Extracted material
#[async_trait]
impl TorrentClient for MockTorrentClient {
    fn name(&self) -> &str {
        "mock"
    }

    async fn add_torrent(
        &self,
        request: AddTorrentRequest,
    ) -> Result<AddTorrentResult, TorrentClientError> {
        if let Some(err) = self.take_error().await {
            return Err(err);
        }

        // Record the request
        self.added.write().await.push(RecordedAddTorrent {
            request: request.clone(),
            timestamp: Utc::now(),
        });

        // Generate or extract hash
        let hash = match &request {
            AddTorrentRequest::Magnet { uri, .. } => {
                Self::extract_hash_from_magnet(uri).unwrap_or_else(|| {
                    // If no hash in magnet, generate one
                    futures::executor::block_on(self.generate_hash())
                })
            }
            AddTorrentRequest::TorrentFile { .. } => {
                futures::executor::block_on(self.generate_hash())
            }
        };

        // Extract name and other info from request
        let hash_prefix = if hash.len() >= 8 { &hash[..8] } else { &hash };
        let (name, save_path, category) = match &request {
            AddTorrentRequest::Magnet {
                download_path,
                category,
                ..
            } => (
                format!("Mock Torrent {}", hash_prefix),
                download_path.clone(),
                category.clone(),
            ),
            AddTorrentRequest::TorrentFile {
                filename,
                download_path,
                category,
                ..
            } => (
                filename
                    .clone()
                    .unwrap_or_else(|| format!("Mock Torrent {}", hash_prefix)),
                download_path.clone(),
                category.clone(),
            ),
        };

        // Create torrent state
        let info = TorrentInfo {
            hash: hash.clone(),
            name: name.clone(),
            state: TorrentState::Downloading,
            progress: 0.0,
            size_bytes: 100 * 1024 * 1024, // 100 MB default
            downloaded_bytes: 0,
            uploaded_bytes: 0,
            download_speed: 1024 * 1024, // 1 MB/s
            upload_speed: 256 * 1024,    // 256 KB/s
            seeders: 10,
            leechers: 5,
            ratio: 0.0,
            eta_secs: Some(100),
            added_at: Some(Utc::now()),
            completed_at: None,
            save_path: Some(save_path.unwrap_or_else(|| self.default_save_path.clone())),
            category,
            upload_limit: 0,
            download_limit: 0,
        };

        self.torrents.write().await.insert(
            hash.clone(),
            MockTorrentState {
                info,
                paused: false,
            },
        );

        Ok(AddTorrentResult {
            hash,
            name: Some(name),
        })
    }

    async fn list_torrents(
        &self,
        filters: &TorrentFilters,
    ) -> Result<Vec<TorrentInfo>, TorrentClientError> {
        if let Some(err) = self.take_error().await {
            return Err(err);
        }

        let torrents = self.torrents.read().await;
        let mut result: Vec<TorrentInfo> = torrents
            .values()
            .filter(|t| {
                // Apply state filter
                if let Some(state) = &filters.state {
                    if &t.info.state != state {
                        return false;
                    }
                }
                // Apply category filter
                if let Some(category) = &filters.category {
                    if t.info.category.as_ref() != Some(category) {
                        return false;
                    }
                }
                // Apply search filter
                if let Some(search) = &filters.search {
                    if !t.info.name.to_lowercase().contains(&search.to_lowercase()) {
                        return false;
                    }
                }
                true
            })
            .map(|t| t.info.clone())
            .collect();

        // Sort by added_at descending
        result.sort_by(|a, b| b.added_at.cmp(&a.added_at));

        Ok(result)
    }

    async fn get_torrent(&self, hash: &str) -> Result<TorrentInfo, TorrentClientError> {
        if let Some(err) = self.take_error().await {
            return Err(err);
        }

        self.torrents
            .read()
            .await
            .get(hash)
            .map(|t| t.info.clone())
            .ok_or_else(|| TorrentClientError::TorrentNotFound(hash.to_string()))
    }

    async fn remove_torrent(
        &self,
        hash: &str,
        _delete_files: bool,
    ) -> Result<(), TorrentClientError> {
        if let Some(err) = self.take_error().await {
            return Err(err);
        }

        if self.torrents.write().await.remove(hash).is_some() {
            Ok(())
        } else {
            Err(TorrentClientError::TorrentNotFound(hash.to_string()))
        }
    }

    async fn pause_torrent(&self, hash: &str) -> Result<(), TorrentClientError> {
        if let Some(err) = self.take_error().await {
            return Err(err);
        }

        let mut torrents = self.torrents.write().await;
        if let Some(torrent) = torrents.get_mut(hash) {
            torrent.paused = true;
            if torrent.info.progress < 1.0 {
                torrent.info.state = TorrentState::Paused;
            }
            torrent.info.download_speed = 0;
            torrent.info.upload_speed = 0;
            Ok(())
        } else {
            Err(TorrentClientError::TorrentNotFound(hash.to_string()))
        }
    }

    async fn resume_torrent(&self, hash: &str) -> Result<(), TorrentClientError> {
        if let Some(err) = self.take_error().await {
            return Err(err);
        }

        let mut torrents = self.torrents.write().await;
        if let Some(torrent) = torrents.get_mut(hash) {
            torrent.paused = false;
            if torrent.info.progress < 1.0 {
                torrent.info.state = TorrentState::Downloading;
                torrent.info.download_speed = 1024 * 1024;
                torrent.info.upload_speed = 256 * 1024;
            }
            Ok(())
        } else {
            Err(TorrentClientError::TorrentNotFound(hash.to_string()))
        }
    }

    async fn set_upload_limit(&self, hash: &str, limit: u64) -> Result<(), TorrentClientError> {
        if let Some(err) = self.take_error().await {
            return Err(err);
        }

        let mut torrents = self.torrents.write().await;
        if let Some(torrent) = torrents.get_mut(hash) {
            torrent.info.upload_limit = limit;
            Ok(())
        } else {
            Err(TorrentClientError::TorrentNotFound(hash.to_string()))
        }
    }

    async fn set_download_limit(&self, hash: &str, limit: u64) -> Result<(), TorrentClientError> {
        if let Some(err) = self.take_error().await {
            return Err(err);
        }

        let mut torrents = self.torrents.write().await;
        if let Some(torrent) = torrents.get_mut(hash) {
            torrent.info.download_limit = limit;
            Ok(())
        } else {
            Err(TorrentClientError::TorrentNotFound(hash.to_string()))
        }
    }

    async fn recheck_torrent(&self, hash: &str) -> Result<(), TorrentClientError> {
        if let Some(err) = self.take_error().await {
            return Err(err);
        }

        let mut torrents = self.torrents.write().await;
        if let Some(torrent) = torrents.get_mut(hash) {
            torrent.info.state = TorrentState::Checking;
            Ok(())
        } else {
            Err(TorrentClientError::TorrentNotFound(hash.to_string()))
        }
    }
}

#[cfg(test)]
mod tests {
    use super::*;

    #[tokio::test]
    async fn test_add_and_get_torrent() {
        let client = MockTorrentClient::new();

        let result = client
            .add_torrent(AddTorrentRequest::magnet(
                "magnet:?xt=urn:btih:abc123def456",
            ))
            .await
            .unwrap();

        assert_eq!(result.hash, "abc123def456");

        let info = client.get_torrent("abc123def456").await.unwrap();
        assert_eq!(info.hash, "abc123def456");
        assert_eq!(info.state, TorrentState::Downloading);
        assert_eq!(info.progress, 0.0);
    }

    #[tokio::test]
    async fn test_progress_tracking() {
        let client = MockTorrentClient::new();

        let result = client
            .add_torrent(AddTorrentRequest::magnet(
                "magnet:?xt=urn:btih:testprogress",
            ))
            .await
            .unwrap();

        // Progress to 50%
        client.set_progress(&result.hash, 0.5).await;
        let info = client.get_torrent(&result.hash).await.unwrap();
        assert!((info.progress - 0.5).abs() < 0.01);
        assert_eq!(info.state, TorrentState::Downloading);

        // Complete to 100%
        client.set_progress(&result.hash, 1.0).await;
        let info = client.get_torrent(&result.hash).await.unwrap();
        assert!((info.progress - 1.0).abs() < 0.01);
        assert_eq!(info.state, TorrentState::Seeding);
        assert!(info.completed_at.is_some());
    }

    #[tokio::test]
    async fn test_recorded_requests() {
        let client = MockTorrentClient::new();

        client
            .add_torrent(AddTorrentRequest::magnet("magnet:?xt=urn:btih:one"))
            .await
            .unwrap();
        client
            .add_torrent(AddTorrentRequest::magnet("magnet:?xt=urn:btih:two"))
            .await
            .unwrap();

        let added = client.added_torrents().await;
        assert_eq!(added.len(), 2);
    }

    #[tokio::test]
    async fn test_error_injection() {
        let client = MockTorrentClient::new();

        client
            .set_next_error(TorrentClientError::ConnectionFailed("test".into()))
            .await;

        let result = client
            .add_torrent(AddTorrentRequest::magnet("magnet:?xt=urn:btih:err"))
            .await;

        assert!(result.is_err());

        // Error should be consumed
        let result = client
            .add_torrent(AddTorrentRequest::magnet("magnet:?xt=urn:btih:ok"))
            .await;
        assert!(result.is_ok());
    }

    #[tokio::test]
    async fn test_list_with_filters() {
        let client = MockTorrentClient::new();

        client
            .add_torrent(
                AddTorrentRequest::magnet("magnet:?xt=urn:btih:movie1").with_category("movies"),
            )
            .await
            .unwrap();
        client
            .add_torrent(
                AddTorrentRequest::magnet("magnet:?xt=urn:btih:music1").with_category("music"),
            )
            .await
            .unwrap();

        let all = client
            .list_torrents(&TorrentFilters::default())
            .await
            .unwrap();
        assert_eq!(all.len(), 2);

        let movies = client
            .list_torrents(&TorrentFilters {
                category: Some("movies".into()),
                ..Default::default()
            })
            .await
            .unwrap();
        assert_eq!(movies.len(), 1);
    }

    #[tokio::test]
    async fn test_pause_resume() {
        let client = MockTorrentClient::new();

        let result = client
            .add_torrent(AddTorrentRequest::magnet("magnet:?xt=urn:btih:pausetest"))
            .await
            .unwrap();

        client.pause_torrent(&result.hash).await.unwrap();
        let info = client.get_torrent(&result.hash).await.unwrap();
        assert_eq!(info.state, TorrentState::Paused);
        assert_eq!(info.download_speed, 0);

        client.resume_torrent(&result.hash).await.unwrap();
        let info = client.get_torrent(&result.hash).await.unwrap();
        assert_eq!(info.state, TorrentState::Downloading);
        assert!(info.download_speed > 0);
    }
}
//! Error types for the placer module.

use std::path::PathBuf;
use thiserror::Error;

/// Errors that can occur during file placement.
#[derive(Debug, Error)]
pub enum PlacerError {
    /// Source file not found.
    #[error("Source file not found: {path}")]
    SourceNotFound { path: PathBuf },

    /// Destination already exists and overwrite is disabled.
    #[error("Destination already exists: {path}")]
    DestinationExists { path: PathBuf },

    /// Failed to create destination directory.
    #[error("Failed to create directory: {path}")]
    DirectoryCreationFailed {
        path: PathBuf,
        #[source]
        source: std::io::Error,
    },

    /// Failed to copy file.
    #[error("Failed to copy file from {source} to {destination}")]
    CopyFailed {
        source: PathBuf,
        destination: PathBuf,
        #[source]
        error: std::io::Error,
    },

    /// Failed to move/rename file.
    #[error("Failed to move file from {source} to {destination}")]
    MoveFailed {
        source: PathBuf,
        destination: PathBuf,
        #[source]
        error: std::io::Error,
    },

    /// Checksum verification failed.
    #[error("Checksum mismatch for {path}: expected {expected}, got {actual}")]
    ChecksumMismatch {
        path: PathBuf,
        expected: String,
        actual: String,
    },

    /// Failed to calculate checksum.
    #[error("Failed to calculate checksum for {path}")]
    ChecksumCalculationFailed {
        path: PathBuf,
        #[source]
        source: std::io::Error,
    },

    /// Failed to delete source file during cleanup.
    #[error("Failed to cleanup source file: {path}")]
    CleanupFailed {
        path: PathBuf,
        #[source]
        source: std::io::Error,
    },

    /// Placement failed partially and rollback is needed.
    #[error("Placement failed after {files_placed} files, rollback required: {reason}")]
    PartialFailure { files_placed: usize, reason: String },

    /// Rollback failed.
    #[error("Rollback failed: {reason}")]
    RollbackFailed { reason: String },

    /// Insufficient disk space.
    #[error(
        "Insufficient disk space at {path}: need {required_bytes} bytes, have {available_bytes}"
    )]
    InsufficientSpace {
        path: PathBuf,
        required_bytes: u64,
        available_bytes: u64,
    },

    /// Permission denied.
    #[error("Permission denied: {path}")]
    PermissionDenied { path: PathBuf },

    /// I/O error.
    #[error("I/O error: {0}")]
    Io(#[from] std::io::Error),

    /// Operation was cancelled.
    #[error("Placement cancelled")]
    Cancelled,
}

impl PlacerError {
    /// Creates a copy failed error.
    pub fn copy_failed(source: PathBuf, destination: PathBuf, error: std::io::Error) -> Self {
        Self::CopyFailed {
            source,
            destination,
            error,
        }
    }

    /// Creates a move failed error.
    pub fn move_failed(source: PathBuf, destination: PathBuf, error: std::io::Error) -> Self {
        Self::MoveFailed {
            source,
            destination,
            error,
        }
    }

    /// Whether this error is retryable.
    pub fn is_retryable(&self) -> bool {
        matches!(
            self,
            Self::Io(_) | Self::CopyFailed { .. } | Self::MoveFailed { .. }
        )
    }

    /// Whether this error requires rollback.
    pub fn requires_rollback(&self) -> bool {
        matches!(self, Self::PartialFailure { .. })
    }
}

Exercise prompt
The lines in the entries above that carry the word "actual" must be copied.

Exercise solution
    #[error("Checksum mismatch for {path}: expected {expected}, got {actual}")]
        actual: String,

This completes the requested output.